-------- Given data

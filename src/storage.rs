//! Key/value preferences, the terminal stand-in for browser local storage.

use std::collections::BTreeMap;
use std::fs;
use std::path::{Path, PathBuf};
use std::sync::{Mutex, MutexGuard, PoisonError};

use tracing::{debug, error};

pub mod keys {
    pub const FAVORITES: &str = "favorites";
    pub const FAVORITE_TEAM_THEME: &str = "favoriteTeamTheme";
    pub const SELECTED_UI_THEME: &str = "selectedUITheme";
    pub const AUTO_TEAM_THEME: &str = "autoTeamTheme";
}

/// String-valued storage. Writes never fail from the caller's point of view.
pub trait Storage: Send + Sync {
    fn get(&self, key: &str) -> Option<String>;
    fn set(&self, key: &str, value: &str);
    fn remove(&self, key: &str);
}

type Entries = BTreeMap<String, String>;

fn lock(entries: &Mutex<Entries>) -> MutexGuard<'_, Entries> {
    entries.lock().unwrap_or_else(PoisonError::into_inner)
}

#[derive(Debug, Default)]
pub struct MemoryStorage {
    entries: Mutex<Entries>,
}

impl MemoryStorage {
    pub fn new() -> Self {
        Self::default()
    }

    pub fn with_entries<K, V>(entries: impl IntoIterator<Item = (K, V)>) -> Self
    where
        K: Into<String>,
        V: Into<String>,
    {
        Self {
            entries: Mutex::new(
                entries
                    .into_iter()
                    .map(|(k, v)| (k.into(), v.into()))
                    .collect(),
            ),
        }
    }
}

impl Storage for MemoryStorage {
    fn get(&self, key: &str) -> Option<String> {
        lock(&self.entries).get(key).cloned()
    }

    fn set(&self, key: &str, value: &str) {
        lock(&self.entries).insert(key.to_string(), value.to_string());
    }

    fn remove(&self, key: &str) {
        lock(&self.entries).remove(key);
    }
}

/// A JSON object on disk, loaded once and rewritten in full on every change.
#[derive(Debug)]
pub struct FileStorage {
    path: PathBuf,
    entries: Mutex<Entries>,
}

impl FileStorage {
    pub fn open(path: impl Into<PathBuf>) -> Self {
        let path = path.into();
        let entries = load_entries(&path);
        debug!(path = %path.display(), keys = entries.len(), "opened preferences");
        Self {
            path,
            entries: Mutex::new(entries),
        }
    }

    pub fn path(&self) -> &Path {
        &self.path
    }

    fn persist(&self, entries: &Entries) {
        if let Err(err) = write_entries(&self.path, entries) {
            error!(path = %self.path.display(), "failed to write preferences: {err:#}");
        }
    }
}

impl Storage for FileStorage {
    fn get(&self, key: &str) -> Option<String> {
        lock(&self.entries).get(key).cloned()
    }

    fn set(&self, key: &str, value: &str) {
        let mut entries = lock(&self.entries);
        entries.insert(key.to_string(), value.to_string());
        self.persist(&entries);
    }

    fn remove(&self, key: &str) {
        let mut entries = lock(&self.entries);
        if entries.remove(key).is_some() {
            self.persist(&entries);
        }
    }
}

fn load_entries(path: &Path) -> Entries {
    match fs::read(path) {
        Ok(bytes) => match serde_json::from_slice(&bytes) {
            Ok(entries) => entries,
            Err(err) => {
                error!("failed to parse preferences file: {err}");
                Entries::default()
            }
        },
        Err(err) if err.kind() == std::io::ErrorKind::NotFound => Entries::default(),
        Err(err) => {
            error!("failed to read preferences file: {err}");
            Entries::default()
        }
    }
}

fn write_entries(path: &Path, entries: &Entries) -> anyhow::Result<()> {
    if let Some(parent) = path.parent().filter(|p| !p.as_os_str().is_empty()) {
        fs::create_dir_all(parent)?;
    }
    let payload = serde_json::to_vec_pretty(entries)?;
    fs::write(path, payload)?;
    Ok(())
}

#[cfg(test)]
mod tests {
    use super::*;

    #[test]
    fn memory_storage_set_get_remove() {
        let storage = MemoryStorage::new();
        assert_eq!(storage.get(keys::FAVORITES), None);
        storage.set(keys::FAVORITES, "[147]");
        assert_eq!(storage.get(keys::FAVORITES).as_deref(), Some("[147]"));
        storage.remove(keys::FAVORITES);
        assert_eq!(storage.get(keys::FAVORITES), None);
    }

    #[test]
    fn file_storage_survives_reopen() {
        let dir = tempfile::tempdir().unwrap();
        let path = dir.path().join("nested").join("prefs.json");

        let storage = FileStorage::open(&path);
        storage.set(keys::SELECTED_UI_THEME, "night");
        storage.set(keys::FAVORITES, "[147,111]");
        storage.remove(keys::FAVORITES);
        drop(storage);

        let reopened = FileStorage::open(&path);
        assert_eq!(reopened.get(keys::SELECTED_UI_THEME).as_deref(), Some("night"));
        assert_eq!(reopened.get(keys::FAVORITES), None);
    }

    #[test]
    fn corrupt_file_opens_empty() {
        let dir = tempfile::tempdir().unwrap();
        let path = dir.path().join("prefs.json");
        fs::write(&path, b"{not json").unwrap();

        let storage = FileStorage::open(&path);
        assert_eq!(storage.get(keys::FAVORITES), None);

        storage.set(keys::AUTO_TEAM_THEME, "off");
        assert_eq!(
            FileStorage::open(&path).get(keys::AUTO_TEAM_THEME).as_deref(),
            Some("off")
        );
    }
}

----------------

**Your instructions:**
Every line in the listing that holds "join" belongs in the answer.

**Your solution:**
        let path = dir.path().join("nested").join("prefs.json");
        let path = dir.path().join("prefs.json");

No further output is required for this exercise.